What does the ruling on 'sleep-in' hours mean for employers in the care sector? Hannah Thomas of FSB Employment Protection explains.

 

A version of this article was first published here in March 2021

The Supreme Court 2021 ruling in the case of Tomlinson-Blake v Mencap, is of particular ongoing relevance to the adult social care sector and has curtailed the financial impact of the National Minimum Wage (NMW) obligations of employers in this sector who provide 'sleep-in' shifts for service users. Hannah Thomas, employment solicitor at FSB Employment Protection, explains what this case means for employers who are care providers. 

The Supreme Court ruling in the case of Tomlinson-Blake v Mencap has significant implications for the care sector.

In this case, the Supreme Court was required to consider whether ‘sleep-in time’ should be classified as working time for the purposes of the NMW regulations and therefore require each hour spent on a sleep-in shift whether awake or asleep to be paid at the NMW rate. 

What was the ruling? 

In interpreting the application of the National Minimum Wage Regulations 2015,.  the Supreme Court decided that care workers who are required to sleep-in as part of their job are not entitled to the National Minimum Wage (NMW) for the entire duration of their sleep-in shifts. Instead, they are only entitled to the NMW for the hours during which they are awake and performing work-related tasks. This principle equally applies to workers when they are “on call” i.e. available for work, but not actually working and the only requirement on the worker is to respond to emergency calls.
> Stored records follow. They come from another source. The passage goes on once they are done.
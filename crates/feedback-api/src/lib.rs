//! Feedback API Service Library
//!
//! This library provides the core functionality for the feedback API - an
//! HTTP service that collects product feedback and serves evolution
//! reports:
//!
//! - Feedback submission (API-key authenticated writes)
//! - Feedback and report retrieval (JWT authenticated reads, verified
//!   against a remote JWKS)
//! - A generic partitioned store with opaque-cursor pagination
//!
//! # Architecture
//!
//! The service follows the Handler -> Service -> Store pattern:
//!
//! ```text
//! routes/mod.rs -> handlers/*.rs -> services/*.rs -> store/*.rs
//! ```
//!
//! # Modules
//!
//! - `auth` - API-key registry, JWKS client, and JWT verification
//! - `config` - Service configuration from environment
//! - `errors` - Error types with HTTP status code mapping
//! - `handlers` - HTTP request handlers
//! - `middleware` - Authentication layers
//! - `models` - Data models
//! - `routes` - Axum router setup
//! - `services` - Feedback and report domain logic
//! - `store` - Partitioned storage primitive (PostgreSQL + in-memory)

pub mod auth;
pub mod config;
pub mod errors;
pub mod handlers;
pub mod middleware;
pub mod models;
pub mod routes;
pub mod services;
pub mod store;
This is the case unless, or until, the worker actually answers an emergency call or attends the person they support. Only the time the worker spends answering the call, or attending the person they support, is included for NMW calculations

The Claimant in the case (Claire Tomlinson-Blake) was a care worker employed by Mencap to support vulnerable adults with severe learning disabilities to live as independently as possible in their privately-owned home. She worked overnight ‘sleep-ins’ for which she was paid a flat rate of £29.05 for an 8-hour shift. The Employment Tribunal and Employment Appeal Tribunal decided that she was ‘working’ for the purposes of the purpose of the National Minimum Wage legislation and this meant she had been underpaid because all her ‘sleep-in’ hours should have counted as time work for national minimum wage purposes. The Court of Appeal overturned this decision and decided she was not entitled to the National Minimum Wage for all time spent on ‘sleep-in’ shifts. The Claimant appealed, but the Supreme Court dismissed the appeal. 
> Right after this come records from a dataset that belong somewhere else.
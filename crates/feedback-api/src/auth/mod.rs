//! Authentication for the feedback API.
//!
//! Two independent schemes share a uniform outcome: a static API-key/target
//! pair for write endpoints and a JWKS-verified bearer token for read
//! endpoints. Both produce an [`Identity`](gateway::Identity) or a typed
//! [`AuthError`](gateway::AuthError); neither leaks into business logic.

pub mod claims;
pub mod gateway;
pub mod jwks;
pub mod token;
pub mod verifier;

pub use claims::Claims;
pub use gateway::{AuthError, AuthErrorKind, AuthGateway, AuthMethod, Identity};
pub use jwks::JwksClient;
pub use verifier::{JwtVerifier, Verification};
Mencap stated that they contested this case at the time because of the devastating unfunded back pay liabilities facing providers across the sector, which was estimated at £400 million.

What does this mean? 

Where a worker is on call or undertaking a sleep-in shift, the key question is  whether they are actually working (and therefore the time counts as working time for the purpose of the NMW Regulations) or if they are “available for work” (and therefore one of the exemptions in the NMW Regulations may apply and it may not count as working time, except when the worker is actually awake and working).

The decision also underscores the importance of understanding what constitutes "work" under the NMW regulations.  For example, the NMW must be paid for care workers in relation to travel time when travelling from one place of work/work assignment to another between service users (except when a worker is taking a rest break);, where this amounts to “work”. Time spent travelling to an appointment from home or from an appointment to home is not to be included.;

It is important to note that the Supreme Court judgment only relates to the scope of “work” for NMW purposes. The meaning of “work” for the purposes of entitlement to rest breaks under the Working Time Regulations is subject to different legislation and caselaw, meaning that a person on a sleep-in shift at their workplace who has to respond to emergencies or other duties is engaged in working time for the purpose of entitlement to rest breaks.   

Gov.uk guidance on the NMW has since been updated to reflect this ruling in relation to the NMW and sleep-in shifts.